The emerging potential of wireless and internet communications technologies to assist on the three big health care problems–better access, lower cost, higher quality–will be greatly affected by whatever regulatory requirements are enacted, particularly if they are impediments to quick market access. The mHealth Regulatory Coalition is a group of industry participants and advisers that is working proactively to ensure the FDA handles these issues in a speedy and rational manner. It has released a paper identifying the key areas in which FDA guidance, sooner rather than later, would be helpful. (MRC Paper)
The underlying fundamental issues are what products will be regulated and at what level. The Coalition identified three significant areas it would like the FDA to address: could aiming at just general wellness as opposed to diagnosis or treatment of a specific disease lead to an exemption from regulation; does a mobile phone or other piece of hardware become an FDA-regulated device just because it is used as a passive or flow-through communication mechanism to another device; and to what extent is software that is a communication vehicle or provides minimal decision software going to be regulated.

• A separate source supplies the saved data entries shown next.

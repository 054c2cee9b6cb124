use std::io;
use tracing_subscriber::{fmt, EnvFilter};

/// Default filter when `RUST_LOG` is unset.
pub const DEFAULT_FILTER: &str = "info,tower_http=info,axum=info,sea_orm=warn";

/// Initialize tracing subscriber with compact human-readable output on stdout.
/// - Respects `RUST_LOG` if set
/// - Falls back to [`DEFAULT_FILTER`]
pub fn init_logging_default() {
    let env_filter = EnvFilter::try_from_default_env()
        .unwrap_or_else(|_| EnvFilter::new(DEFAULT_FILTER));
    let _ = fmt()
        .with_env_filter(env_filter)
        .with_target(false)
        .compact()
        .with_writer(io::stdout)
        .try_init();
}

/// Initialize tracing subscriber with JSON structured output on stdout.
/// Service spans (`order_create`, `table_group_create`, ...) are flattened
/// into each event so a log line carries the ids it touched.
pub fn init_logging_json() {
    let env_filter = EnvFilter::try_from_default_env()
        .unwrap_or_else(|_| EnvFilter::new(DEFAULT_FILTER));
    let _ = fmt()
        .with_env_filter(env_filter)
        .with_target(false)
        .json()
        .flatten_event(true)
        .with_current_span(true)
        .with_writer(io::stdout)
        .try_init();
}

/// Pick the output format from `LOG_FORMAT` (`json` or anything else for compact).
pub fn init_logging_from_env() {
    match std::env::var("LOG_FORMAT").as_deref() {
        Ok("json") => init_logging_json(),
        _ => init_logging_default(),
    }
}
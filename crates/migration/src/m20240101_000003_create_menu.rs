//! Create `menu` table with FK to `menu_group`.
use sea_orm_migration::{prelude::*, schema::*};

#[derive(DeriveMigrationName)]
pub struct Migration;

#[async_trait::async_trait]
impl MigrationTrait for Migration {
    async fn up(&self, manager: &SchemaManager) -> Result<(), DbErr> {
        manager
            .create_table(
                Table::create()
                    .table(Menu::Table)
                    .if_not_exists()
                    .col(pk_auto(Menu::Id))
                    .col(string_len(Menu::Name, 255).not_null())
                    .col(crate::money(manager, Menu::Price).not_null())
                    .col(integer(Menu::MenuGroupId).not_null())
                    .foreign_key(
                        ForeignKey::create()
                            .name("fk_menu_menu_group")
                            .from(Menu::Table, Menu::MenuGroupId)
                            .to(MenuGroup::Table, MenuGroup::Id)
                            .on_delete(ForeignKeyAction::Restrict)
                            .on_update(ForeignKeyAction::Cascade),
                    )
                    .to_owned(),
            )
            .await
    }

    async fn down(&self, manager: &SchemaManager) -> Result<(), DbErr> {
        manager.drop_table(Table::drop().table(Menu::Table).to_owned()).await
    }
}

#[derive(DeriveIden)]
enum Menu { Table, Id, Name, Price, MenuGroupId }

#[derive(DeriveIden)]
enum MenuGroup { Table, Id }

The Coalition intends to put forward a proposed guidance document for FDA and seek a public meeting to discuss that proposal. No one thinks the FDA would actually adopt the guidance but it might provide a shortcut for the FDA, an agency which sometimes takes years to address very important issues, and then releases guidance which is quickly outdated by technological or other developments. Clarity is needed not only by manufacturers of products which might be regulated, but also by providers and consumers who would be primary users of these products. The number of potential uses of communications technology to aid in health management is proliferating rapidly and regulatory certainty is needed to allow those ideas the chance to show they can be beneficial.